Instructions to follow:
From the first line of the data below, repeat each line exactly until you reach the line with "the table directory."; include that line too.

Extracted entries:
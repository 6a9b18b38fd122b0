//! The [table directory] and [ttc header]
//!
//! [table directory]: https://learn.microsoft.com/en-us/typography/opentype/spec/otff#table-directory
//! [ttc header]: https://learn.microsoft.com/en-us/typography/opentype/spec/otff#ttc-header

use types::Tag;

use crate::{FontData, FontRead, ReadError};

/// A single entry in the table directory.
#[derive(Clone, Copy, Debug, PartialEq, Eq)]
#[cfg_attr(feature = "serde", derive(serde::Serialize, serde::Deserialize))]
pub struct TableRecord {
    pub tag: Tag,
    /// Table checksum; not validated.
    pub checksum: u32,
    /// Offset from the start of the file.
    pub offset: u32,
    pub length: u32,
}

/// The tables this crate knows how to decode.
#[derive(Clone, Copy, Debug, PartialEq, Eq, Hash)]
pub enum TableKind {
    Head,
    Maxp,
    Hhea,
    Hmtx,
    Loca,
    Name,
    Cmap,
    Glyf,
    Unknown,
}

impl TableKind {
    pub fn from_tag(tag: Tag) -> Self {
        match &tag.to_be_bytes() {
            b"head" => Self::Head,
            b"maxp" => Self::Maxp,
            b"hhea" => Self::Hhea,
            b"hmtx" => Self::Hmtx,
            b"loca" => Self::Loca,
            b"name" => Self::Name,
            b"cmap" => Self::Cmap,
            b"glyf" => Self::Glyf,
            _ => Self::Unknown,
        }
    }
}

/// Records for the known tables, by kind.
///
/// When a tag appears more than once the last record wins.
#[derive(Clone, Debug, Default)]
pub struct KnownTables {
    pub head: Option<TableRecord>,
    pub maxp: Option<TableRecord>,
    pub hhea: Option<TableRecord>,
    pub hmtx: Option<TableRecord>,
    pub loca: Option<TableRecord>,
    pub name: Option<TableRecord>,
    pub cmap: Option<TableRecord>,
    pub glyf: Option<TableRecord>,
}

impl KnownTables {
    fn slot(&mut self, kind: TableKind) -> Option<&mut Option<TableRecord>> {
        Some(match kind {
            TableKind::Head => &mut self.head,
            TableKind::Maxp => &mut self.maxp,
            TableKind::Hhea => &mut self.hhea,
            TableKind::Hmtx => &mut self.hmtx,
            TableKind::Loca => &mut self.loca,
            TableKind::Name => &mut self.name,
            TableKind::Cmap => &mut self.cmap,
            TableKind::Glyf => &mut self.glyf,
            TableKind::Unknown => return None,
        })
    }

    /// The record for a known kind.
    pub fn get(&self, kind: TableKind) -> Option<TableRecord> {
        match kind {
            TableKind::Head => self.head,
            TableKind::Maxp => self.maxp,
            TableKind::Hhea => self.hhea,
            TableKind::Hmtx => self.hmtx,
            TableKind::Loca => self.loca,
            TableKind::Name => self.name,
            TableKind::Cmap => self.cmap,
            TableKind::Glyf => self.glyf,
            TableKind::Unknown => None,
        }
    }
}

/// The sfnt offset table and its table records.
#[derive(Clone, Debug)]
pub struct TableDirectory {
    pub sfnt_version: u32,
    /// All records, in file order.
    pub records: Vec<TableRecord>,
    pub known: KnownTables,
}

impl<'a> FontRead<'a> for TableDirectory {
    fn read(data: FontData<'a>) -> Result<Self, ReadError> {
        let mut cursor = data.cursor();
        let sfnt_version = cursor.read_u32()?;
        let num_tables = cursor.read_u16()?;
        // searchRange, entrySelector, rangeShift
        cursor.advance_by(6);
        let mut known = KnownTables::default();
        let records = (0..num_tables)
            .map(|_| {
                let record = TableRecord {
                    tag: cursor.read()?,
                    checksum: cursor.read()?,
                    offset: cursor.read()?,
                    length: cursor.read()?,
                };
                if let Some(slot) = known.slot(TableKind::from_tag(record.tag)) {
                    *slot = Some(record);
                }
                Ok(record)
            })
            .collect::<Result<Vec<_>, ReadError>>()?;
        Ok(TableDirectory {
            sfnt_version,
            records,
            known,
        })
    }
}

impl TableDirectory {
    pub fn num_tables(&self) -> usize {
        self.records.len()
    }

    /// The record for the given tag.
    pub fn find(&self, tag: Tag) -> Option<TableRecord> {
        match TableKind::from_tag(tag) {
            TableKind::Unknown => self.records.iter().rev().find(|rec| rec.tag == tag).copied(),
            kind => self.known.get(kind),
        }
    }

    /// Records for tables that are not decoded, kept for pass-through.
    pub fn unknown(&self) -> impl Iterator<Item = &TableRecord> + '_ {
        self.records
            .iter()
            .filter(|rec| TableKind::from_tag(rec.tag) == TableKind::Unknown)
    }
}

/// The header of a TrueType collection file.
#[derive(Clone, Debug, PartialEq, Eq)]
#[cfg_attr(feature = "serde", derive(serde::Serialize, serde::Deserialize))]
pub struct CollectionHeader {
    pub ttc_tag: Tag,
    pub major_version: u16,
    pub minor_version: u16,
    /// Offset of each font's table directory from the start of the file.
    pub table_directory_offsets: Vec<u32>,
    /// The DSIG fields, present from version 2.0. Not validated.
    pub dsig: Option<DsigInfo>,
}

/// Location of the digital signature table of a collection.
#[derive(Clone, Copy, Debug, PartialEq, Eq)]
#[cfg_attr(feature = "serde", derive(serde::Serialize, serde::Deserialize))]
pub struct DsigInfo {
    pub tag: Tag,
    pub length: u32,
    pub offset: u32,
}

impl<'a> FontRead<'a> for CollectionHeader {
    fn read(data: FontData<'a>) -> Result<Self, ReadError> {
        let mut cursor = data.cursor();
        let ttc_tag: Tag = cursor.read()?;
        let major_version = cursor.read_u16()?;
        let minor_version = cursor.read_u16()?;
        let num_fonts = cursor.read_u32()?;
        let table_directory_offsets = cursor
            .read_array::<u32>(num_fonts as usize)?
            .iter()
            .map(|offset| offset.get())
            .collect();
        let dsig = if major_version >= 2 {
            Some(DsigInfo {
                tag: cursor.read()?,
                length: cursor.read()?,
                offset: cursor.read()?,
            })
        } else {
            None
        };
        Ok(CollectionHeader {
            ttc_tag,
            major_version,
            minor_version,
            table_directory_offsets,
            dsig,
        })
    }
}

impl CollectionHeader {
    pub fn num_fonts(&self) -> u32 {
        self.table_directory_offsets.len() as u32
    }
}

Problem solution:
repository 6a9b18b38fd122b0
//! The [table directory] and [ttc header]
//!
//! [table directory]: https://learn.microsoft.com/en-us/typography/opentype/spec/otff#table-directory
//! [ttc header]: https://learn.microsoft.com/en-us/typography/opentype/spec/otff#ttc-header

use types::Tag;

use crate::{FontData, FontRead, ReadError};

/// A single entry in the table directory.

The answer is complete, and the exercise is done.